• Exercise
Write out exactly the lines of the material below, beginning at the top and ending at the line that contains "pub enum RecordError".

• Excerpted data
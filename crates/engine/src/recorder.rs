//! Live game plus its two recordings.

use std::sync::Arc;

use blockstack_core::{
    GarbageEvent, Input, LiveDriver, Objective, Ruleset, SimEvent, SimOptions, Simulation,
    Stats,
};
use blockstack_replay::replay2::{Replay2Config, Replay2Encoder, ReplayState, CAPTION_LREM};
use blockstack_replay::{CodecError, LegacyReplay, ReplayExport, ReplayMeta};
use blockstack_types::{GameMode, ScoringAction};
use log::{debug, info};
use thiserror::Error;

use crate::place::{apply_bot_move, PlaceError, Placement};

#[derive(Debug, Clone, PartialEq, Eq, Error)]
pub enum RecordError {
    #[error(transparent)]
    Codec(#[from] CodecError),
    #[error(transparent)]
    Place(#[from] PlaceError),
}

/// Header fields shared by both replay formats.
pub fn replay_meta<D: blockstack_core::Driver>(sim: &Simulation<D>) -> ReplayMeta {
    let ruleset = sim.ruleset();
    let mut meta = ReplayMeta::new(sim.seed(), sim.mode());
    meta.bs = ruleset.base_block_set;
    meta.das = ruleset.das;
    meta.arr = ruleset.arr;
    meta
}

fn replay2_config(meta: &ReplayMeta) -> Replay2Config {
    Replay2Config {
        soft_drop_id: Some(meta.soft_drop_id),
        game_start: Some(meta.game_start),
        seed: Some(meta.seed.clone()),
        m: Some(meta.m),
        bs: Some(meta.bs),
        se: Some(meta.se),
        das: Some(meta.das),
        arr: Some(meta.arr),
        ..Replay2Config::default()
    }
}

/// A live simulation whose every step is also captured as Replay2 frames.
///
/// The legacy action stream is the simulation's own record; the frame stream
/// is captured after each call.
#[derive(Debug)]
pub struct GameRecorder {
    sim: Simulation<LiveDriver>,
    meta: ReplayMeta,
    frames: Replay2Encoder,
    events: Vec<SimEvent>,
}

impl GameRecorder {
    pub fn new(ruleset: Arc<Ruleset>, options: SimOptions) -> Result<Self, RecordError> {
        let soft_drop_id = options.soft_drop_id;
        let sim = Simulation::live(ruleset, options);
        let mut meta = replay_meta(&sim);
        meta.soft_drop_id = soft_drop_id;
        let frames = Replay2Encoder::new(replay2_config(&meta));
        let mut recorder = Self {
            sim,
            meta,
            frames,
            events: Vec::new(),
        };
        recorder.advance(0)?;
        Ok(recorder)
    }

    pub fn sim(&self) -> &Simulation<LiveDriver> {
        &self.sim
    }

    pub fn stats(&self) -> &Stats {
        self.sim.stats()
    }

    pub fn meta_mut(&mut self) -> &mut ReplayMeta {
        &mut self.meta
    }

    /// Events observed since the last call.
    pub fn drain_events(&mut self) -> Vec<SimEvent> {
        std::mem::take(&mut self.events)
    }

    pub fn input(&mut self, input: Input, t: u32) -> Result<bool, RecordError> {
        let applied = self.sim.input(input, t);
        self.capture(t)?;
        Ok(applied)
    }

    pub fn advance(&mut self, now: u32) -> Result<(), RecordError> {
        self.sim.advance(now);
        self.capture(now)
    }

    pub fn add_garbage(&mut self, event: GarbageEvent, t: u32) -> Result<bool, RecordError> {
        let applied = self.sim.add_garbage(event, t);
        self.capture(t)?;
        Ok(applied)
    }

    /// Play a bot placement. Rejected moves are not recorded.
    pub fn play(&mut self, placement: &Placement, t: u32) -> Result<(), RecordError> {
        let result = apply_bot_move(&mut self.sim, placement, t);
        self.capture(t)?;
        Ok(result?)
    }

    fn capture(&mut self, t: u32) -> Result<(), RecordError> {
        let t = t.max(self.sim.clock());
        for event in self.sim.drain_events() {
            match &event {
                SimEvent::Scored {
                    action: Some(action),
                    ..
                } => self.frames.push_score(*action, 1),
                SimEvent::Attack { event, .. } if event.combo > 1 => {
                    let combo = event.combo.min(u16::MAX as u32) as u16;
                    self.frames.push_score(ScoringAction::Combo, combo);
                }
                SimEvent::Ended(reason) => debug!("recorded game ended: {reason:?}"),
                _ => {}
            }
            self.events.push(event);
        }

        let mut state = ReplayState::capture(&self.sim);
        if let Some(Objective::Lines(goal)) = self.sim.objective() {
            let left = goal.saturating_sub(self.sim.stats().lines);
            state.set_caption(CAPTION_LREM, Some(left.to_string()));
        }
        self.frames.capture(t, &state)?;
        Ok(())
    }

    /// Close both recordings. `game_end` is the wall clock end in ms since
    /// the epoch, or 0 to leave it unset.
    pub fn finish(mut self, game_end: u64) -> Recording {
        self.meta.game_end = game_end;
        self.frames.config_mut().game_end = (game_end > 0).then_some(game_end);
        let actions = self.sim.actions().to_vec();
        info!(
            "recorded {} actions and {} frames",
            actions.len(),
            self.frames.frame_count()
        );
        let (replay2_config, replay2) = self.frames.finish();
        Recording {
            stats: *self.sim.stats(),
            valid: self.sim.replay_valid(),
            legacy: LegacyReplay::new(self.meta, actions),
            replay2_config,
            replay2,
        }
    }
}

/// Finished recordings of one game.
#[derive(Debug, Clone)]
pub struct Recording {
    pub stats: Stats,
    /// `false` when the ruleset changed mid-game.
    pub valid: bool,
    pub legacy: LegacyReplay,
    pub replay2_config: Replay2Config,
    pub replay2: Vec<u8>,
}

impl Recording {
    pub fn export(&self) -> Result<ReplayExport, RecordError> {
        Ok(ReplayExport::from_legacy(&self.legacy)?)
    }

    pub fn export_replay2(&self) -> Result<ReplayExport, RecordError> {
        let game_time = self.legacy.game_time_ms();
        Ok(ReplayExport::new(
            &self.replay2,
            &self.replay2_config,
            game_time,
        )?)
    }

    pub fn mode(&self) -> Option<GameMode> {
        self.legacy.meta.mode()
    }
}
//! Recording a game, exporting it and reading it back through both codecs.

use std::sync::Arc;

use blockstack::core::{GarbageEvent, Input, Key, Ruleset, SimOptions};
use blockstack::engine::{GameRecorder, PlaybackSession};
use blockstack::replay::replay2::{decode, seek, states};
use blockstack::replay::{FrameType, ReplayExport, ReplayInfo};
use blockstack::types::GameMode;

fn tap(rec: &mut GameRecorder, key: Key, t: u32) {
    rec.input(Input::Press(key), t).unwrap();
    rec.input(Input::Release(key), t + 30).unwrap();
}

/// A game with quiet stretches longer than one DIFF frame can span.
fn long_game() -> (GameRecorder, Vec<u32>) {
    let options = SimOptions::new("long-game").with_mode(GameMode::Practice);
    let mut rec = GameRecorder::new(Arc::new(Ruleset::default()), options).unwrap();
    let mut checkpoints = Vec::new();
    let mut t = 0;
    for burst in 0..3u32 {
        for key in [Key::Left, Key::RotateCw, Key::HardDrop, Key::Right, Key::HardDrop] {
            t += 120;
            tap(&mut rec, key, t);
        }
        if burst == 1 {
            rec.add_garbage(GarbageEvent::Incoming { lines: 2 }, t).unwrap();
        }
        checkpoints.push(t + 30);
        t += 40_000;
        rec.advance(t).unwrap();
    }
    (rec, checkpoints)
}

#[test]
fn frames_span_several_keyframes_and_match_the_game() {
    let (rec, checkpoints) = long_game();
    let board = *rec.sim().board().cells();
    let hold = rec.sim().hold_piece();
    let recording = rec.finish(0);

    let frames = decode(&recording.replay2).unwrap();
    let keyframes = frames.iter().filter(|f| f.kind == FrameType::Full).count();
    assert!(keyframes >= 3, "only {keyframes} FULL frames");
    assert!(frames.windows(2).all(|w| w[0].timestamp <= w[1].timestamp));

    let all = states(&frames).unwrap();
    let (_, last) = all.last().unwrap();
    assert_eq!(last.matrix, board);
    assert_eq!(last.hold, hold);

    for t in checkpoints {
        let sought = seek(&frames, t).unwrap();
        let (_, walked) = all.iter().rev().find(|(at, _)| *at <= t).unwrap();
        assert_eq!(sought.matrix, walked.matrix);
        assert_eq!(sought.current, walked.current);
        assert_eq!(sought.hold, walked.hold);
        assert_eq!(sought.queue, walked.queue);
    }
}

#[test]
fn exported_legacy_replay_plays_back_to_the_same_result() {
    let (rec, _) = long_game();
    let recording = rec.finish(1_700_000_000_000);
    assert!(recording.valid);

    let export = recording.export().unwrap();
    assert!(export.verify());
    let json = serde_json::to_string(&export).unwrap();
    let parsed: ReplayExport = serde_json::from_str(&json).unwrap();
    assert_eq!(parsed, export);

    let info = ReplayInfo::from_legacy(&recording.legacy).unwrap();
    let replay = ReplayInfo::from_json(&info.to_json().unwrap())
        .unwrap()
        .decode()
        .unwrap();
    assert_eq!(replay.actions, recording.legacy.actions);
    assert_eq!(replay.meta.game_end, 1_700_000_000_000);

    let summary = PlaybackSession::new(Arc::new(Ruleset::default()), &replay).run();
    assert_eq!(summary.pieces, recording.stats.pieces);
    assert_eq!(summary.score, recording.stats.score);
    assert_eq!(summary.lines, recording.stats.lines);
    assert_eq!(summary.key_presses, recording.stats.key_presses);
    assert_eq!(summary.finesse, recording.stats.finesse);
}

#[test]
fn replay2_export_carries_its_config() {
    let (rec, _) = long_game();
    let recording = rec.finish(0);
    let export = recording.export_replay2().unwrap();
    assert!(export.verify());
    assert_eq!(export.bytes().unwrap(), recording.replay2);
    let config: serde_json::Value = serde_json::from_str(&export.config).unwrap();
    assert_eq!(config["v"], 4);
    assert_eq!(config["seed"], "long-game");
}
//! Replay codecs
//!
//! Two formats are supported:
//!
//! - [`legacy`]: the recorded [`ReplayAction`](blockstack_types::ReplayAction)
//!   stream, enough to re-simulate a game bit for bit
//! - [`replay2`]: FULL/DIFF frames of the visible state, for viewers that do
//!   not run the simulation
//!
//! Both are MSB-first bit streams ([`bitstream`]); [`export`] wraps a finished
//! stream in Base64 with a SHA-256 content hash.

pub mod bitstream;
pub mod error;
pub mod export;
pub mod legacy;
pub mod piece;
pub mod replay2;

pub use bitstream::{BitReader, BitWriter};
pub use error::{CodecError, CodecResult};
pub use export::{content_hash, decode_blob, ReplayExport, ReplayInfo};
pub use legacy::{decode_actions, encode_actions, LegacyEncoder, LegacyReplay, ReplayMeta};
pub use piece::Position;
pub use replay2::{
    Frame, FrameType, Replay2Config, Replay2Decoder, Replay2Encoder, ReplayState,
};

• Task answer
filename crates/engine/src/recorder.rs
//! Live game plus its two recordings.

use std::sync::Arc;

use blockstack_core::{
    GarbageEvent, Input, LiveDriver, Objective, Ruleset, SimEvent, SimOptions, Simulation,
    Stats,
};
use blockstack_replay::replay2::{Replay2Config, Replay2Encoder, ReplayState, CAPTION_LREM};
use blockstack_replay::{CodecError, LegacyReplay, ReplayExport, ReplayMeta};
use blockstack_types::{GameMode, ScoringAction};
use log::{debug, info};
use thiserror::Error;

use crate::place::{apply_bot_move, PlaceError, Placement};

#[derive(Debug, Clone, PartialEq, Eq, Error)]
pub enum RecordError {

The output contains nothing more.